== Segment start ==
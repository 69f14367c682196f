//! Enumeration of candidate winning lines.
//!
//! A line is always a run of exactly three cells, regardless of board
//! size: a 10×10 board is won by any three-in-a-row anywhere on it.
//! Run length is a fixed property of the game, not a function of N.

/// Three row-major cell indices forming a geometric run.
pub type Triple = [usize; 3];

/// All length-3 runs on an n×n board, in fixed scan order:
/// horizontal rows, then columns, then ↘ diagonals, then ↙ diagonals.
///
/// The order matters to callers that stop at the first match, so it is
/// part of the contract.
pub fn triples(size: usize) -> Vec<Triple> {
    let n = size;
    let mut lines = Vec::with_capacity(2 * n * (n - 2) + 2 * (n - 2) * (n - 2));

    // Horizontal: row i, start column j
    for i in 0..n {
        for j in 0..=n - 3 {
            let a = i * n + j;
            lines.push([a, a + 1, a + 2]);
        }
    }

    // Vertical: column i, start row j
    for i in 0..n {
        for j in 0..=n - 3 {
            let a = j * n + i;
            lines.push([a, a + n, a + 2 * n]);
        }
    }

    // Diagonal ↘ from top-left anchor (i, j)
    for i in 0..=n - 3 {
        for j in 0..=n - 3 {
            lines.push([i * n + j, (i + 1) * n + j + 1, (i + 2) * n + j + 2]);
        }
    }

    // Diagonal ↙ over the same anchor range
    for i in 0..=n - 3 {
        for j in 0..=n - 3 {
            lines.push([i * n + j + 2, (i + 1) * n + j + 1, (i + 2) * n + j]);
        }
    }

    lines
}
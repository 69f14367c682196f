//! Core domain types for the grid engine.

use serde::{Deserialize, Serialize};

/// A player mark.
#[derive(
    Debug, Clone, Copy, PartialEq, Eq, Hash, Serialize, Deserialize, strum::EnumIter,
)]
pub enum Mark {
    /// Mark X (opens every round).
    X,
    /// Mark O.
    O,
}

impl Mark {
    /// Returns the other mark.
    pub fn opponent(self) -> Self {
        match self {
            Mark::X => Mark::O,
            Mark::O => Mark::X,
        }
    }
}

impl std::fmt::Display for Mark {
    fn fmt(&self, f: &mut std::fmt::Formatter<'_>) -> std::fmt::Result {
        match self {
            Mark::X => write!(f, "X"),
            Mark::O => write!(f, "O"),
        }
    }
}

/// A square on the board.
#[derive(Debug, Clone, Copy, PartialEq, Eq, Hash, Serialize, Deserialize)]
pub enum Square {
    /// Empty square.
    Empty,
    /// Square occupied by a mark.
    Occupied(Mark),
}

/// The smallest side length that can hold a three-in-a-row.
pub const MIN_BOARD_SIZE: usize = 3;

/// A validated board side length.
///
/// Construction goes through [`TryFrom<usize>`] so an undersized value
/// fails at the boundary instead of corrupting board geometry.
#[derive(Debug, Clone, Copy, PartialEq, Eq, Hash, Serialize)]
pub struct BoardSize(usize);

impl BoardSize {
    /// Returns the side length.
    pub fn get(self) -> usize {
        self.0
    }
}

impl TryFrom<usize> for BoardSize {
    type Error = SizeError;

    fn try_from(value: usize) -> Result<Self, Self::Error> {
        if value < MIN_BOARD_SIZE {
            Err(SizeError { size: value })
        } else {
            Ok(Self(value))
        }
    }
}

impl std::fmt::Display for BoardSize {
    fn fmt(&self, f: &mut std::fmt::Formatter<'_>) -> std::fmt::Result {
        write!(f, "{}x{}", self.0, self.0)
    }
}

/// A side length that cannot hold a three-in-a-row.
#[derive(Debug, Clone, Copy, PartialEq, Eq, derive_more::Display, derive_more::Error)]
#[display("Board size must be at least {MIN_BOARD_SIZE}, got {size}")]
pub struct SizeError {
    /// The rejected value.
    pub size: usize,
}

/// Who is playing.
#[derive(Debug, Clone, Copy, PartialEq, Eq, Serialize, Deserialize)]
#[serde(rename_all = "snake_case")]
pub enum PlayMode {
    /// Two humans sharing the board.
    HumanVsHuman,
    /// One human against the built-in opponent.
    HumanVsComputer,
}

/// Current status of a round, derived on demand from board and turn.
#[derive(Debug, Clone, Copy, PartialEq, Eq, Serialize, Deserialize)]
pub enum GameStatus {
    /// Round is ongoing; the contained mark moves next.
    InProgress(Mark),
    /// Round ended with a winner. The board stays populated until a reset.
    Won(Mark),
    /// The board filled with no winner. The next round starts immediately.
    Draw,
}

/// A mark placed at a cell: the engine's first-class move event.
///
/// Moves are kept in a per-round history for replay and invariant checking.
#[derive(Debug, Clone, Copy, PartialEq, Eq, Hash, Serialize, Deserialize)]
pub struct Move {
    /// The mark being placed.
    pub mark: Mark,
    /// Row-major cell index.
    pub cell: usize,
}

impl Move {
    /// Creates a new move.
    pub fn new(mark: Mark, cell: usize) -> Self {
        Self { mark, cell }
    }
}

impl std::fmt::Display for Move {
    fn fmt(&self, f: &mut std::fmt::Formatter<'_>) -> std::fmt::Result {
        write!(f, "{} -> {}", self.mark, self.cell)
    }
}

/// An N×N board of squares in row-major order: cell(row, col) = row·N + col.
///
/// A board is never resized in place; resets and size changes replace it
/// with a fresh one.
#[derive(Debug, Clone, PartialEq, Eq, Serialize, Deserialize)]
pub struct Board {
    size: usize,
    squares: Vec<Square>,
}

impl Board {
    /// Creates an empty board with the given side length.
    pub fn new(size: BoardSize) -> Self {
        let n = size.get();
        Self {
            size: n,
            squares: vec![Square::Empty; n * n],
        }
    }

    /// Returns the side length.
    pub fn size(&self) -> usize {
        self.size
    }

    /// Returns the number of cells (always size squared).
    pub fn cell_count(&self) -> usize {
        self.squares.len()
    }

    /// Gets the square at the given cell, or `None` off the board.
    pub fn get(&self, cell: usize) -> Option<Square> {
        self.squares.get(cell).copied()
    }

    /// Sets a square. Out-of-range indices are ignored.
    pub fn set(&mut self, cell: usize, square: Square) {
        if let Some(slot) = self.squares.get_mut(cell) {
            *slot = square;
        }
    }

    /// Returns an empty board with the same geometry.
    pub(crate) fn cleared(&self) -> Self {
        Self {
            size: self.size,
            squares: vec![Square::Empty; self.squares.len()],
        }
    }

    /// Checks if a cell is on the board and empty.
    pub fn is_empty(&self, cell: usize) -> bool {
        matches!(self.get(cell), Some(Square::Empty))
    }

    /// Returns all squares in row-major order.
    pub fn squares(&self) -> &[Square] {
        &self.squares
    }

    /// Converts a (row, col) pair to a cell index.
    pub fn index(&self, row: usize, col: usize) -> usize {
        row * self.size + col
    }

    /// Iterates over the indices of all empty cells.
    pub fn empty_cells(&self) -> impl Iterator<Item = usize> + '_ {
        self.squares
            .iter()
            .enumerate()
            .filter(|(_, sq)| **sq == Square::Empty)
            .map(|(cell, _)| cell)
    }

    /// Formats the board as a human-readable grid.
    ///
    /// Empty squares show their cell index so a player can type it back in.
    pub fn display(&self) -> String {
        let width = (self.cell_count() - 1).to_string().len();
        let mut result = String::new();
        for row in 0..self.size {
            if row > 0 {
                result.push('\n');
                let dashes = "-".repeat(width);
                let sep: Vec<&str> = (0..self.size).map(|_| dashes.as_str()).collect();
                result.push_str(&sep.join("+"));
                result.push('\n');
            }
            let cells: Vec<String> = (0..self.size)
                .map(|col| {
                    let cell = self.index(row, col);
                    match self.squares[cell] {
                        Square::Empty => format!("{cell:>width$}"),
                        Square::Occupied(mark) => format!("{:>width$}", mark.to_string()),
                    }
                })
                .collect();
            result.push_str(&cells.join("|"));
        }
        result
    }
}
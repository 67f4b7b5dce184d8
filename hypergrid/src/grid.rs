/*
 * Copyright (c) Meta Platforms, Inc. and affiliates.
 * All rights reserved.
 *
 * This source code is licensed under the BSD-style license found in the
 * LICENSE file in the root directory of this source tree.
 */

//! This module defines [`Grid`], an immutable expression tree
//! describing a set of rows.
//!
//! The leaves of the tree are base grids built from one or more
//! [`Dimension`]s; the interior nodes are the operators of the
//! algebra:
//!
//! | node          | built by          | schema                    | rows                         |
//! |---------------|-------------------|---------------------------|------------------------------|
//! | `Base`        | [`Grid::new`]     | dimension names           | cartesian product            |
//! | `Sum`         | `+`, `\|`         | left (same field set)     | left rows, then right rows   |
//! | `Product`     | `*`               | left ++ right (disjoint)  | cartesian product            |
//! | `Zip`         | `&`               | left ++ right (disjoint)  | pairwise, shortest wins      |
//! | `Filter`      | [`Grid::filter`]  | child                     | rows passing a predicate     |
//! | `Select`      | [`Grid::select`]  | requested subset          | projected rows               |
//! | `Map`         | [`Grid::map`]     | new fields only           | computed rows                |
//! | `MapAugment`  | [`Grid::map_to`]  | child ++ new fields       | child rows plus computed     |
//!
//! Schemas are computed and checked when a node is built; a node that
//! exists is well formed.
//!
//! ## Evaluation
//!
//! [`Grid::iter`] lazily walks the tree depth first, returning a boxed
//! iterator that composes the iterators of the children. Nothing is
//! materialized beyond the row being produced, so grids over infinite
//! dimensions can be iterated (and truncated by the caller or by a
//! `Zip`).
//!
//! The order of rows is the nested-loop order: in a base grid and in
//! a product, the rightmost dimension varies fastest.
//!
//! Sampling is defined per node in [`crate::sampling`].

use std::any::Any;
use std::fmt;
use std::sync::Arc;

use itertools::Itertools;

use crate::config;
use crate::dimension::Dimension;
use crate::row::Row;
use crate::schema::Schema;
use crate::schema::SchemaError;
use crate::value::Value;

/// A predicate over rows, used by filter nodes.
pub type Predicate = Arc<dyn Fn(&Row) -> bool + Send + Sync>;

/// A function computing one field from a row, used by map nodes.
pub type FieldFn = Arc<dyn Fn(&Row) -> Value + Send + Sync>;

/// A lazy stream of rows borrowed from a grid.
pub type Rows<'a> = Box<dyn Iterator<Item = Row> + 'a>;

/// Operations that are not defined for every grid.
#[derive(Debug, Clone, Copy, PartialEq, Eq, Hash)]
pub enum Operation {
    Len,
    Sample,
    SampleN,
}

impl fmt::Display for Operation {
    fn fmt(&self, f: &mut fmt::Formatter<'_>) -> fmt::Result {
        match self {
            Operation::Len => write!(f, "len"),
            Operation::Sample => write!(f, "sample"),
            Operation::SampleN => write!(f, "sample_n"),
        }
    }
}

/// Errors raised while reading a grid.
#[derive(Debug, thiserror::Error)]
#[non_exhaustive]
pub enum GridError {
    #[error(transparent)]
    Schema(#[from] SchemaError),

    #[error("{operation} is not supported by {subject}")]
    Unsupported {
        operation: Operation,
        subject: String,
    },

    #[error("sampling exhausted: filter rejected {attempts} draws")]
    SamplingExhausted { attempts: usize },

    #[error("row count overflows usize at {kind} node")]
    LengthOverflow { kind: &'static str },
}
== Segment end ==
== Segment start ==
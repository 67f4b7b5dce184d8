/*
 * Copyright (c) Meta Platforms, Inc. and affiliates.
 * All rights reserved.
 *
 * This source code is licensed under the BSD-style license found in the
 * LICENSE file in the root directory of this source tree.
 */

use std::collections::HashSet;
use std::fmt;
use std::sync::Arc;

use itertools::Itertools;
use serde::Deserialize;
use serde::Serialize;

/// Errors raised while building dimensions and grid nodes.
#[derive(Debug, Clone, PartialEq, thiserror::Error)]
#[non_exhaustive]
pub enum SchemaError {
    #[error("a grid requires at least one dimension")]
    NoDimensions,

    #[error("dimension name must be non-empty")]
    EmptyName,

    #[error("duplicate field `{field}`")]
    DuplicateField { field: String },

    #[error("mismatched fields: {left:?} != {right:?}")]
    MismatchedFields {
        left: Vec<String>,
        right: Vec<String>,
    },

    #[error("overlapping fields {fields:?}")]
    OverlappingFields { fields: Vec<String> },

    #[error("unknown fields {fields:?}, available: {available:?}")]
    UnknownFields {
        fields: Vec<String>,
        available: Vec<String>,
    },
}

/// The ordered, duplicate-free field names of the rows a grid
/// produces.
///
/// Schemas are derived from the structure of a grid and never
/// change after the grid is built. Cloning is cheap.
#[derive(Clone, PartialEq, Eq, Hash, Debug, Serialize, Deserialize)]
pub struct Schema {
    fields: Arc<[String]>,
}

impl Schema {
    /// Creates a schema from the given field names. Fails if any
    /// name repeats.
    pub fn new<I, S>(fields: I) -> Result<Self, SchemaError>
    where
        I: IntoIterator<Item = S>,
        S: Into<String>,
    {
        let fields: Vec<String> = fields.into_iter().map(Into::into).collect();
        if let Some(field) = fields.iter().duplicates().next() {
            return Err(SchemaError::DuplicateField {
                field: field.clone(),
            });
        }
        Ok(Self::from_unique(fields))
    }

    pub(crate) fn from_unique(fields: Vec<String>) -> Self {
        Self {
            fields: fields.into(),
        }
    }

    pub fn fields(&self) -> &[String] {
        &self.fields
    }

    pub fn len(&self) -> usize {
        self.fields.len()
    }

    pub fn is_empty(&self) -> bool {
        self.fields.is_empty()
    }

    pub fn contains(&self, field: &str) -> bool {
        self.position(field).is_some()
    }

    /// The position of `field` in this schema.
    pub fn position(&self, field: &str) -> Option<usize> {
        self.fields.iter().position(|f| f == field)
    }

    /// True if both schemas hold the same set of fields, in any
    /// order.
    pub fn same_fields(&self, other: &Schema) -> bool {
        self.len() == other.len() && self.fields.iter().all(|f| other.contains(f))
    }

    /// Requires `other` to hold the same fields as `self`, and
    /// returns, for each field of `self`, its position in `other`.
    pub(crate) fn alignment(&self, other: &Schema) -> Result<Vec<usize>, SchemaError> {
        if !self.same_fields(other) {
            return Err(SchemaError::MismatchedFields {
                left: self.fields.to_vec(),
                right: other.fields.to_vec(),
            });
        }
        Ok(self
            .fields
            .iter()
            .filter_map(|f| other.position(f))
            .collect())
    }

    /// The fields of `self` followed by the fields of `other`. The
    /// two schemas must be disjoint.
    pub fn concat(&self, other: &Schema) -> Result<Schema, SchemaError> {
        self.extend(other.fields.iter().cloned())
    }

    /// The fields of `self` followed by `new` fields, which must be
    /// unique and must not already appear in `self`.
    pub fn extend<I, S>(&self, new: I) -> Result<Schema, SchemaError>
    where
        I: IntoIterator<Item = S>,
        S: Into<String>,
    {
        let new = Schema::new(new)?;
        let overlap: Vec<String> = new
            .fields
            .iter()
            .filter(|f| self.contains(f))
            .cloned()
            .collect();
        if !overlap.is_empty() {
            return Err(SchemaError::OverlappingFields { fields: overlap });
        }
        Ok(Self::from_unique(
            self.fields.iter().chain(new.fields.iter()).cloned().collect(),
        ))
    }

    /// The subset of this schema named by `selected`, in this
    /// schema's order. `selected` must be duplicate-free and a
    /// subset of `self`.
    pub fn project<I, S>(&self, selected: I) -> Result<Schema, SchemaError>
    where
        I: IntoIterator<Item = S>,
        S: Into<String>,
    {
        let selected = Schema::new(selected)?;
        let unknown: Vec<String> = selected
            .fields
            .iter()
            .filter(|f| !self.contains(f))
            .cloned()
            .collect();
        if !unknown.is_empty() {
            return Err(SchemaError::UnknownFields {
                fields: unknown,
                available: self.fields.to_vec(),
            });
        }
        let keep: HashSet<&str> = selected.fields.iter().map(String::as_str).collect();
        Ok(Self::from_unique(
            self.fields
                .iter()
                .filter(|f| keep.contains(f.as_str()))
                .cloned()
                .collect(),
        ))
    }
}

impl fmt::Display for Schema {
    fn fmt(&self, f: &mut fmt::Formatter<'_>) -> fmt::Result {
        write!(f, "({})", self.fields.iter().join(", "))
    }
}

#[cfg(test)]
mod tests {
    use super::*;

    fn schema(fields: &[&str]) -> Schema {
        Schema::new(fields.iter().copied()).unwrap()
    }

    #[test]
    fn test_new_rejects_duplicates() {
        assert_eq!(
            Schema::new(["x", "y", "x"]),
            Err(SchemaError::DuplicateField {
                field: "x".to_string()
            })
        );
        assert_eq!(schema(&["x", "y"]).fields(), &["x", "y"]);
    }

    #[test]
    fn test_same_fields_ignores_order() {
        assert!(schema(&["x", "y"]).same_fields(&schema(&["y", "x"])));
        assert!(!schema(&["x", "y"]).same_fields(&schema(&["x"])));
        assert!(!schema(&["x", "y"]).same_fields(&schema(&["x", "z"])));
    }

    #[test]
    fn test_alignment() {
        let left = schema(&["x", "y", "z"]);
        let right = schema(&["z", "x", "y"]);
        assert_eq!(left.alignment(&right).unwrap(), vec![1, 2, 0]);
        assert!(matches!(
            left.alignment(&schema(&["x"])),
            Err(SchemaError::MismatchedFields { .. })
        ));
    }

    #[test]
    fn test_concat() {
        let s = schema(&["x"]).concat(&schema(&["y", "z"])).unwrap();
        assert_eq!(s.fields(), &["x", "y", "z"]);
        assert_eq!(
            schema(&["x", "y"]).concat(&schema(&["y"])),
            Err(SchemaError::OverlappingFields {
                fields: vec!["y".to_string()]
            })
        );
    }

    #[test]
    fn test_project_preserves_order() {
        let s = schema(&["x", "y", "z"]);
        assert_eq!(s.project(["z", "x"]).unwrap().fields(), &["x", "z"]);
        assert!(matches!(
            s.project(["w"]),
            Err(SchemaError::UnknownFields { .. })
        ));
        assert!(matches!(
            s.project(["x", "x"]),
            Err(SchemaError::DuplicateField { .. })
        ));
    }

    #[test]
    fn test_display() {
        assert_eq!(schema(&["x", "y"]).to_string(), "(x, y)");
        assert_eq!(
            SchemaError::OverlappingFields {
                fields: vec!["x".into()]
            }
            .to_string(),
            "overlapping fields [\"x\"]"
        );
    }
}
== Segment end ==
== Segment start ==
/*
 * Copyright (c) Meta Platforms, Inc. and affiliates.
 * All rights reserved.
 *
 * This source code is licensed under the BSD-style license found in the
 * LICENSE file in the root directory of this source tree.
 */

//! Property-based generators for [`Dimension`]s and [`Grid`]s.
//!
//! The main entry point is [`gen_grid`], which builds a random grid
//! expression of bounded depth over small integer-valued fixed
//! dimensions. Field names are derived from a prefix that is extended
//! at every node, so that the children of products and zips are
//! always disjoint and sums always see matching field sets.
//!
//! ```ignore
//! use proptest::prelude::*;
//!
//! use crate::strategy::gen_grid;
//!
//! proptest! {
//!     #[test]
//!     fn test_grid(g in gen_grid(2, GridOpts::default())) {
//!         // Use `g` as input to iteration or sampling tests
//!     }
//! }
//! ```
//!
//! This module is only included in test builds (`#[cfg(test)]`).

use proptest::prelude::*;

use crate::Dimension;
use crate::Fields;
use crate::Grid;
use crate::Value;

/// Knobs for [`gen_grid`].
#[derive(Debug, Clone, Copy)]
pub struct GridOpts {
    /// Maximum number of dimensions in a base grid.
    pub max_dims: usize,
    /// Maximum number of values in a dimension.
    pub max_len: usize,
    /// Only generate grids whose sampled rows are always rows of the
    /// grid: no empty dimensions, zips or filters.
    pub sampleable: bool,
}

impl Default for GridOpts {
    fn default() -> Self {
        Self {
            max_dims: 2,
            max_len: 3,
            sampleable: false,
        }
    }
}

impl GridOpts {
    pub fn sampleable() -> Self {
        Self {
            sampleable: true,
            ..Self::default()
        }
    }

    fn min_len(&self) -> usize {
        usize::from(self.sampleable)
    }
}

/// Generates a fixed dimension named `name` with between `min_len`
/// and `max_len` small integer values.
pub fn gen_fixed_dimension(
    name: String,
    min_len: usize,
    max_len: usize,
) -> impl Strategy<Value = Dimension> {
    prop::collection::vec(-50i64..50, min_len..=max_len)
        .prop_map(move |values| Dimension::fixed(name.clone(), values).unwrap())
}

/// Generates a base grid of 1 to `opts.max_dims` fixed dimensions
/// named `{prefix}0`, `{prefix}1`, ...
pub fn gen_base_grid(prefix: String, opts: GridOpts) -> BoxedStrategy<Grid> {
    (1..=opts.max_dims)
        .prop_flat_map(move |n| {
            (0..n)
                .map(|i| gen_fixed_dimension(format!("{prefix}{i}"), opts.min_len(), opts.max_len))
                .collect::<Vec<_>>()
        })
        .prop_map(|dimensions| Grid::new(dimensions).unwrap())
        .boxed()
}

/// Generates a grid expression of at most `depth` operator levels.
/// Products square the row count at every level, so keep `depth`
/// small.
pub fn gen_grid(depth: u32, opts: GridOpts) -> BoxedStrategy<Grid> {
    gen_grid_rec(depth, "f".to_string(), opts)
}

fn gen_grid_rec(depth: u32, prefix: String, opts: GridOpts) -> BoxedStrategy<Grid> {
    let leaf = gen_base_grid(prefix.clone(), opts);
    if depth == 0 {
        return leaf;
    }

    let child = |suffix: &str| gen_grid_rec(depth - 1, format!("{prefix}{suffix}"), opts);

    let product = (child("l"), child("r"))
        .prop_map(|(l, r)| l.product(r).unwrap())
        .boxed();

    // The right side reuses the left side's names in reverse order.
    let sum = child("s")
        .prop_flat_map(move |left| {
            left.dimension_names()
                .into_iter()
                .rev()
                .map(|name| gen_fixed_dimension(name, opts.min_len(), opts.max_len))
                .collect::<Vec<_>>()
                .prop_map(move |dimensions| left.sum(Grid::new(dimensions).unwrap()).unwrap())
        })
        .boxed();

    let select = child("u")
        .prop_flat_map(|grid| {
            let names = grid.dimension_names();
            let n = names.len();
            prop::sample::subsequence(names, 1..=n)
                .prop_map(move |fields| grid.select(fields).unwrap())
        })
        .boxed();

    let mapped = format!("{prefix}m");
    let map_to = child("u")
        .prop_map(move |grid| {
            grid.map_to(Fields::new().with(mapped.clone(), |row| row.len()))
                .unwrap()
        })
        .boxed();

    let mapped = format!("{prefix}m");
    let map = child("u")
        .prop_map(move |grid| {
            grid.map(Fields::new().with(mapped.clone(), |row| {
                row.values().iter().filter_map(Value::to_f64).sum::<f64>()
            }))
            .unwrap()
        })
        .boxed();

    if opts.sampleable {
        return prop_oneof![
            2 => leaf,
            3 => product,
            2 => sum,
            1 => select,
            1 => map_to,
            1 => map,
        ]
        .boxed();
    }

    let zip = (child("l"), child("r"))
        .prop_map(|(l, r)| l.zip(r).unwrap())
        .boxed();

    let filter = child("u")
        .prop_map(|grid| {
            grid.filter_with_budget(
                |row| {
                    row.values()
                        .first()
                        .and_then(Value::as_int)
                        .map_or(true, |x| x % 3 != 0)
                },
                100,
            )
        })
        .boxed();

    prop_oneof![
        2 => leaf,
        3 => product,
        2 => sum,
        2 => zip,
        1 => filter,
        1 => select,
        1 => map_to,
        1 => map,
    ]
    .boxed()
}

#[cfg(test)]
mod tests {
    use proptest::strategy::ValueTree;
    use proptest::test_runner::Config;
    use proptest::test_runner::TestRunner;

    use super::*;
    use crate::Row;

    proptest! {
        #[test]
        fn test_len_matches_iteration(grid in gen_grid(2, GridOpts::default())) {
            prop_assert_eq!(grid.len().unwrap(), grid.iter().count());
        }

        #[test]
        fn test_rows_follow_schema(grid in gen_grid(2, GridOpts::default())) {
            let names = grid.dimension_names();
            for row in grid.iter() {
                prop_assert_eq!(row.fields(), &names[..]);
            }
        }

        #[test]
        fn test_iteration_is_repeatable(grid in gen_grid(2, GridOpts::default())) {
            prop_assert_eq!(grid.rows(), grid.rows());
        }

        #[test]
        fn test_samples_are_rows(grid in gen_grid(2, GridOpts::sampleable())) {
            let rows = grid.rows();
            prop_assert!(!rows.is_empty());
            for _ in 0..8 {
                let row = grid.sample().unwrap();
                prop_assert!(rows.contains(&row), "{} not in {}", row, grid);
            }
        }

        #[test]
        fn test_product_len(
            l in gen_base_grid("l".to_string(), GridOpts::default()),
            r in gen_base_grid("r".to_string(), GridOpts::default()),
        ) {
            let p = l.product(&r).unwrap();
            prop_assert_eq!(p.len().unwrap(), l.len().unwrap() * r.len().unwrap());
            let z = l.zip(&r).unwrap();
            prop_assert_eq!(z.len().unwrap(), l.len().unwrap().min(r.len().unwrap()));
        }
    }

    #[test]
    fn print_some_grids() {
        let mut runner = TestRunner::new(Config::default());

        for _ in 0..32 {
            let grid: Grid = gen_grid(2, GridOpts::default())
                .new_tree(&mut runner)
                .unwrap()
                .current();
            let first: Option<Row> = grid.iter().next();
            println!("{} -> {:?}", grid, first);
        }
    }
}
== Segment end ==
Find the string "HashSet" in the entries above and return each line that holds it.

use std::collections::HashSet;
        let keep: HashSet<&str> = selected.fields.iter().map(String::as_str).collect();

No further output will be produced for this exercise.